DATA EXCERPTS =

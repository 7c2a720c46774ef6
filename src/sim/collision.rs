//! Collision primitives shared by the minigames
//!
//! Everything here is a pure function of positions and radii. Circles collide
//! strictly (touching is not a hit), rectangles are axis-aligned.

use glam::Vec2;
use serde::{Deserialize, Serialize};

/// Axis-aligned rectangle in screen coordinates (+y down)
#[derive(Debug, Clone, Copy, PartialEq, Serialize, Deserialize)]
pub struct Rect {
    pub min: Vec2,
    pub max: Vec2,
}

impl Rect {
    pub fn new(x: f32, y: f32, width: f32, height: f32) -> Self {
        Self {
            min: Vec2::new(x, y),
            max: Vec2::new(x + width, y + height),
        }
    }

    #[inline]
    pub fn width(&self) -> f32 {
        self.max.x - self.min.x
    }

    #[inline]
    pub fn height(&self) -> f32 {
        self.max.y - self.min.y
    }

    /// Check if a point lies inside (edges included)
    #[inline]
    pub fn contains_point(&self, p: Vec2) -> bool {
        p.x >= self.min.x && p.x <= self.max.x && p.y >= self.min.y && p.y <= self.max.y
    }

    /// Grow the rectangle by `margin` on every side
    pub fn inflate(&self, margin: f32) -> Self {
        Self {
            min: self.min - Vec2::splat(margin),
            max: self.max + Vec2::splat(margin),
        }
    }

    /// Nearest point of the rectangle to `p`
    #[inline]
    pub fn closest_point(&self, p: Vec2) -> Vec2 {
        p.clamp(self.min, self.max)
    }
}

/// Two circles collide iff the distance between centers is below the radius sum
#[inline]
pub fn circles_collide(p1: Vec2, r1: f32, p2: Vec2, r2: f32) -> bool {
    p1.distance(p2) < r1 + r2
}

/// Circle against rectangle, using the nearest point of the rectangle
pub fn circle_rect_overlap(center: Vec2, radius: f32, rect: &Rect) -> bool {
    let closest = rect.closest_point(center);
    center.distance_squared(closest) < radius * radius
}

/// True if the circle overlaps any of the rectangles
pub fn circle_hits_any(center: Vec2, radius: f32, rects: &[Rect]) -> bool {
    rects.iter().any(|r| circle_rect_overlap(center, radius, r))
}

INSTRUCTIONS TO FOLLOW =
Report the lines above that have the word "radius" in them.

RESPONSE TO THIS TASK =
/// Two circles collide iff the distance between centers is below the radius sum
pub fn circle_rect_overlap(center: Vec2, radius: f32, rect: &Rect) -> bool {
    center.distance_squared(closest) < radius * radius
pub fn circle_hits_any(center: Vec2, radius: f32, rects: &[Rect]) -> bool {
    rects.iter().any(|r| circle_rect_overlap(center, radius, r))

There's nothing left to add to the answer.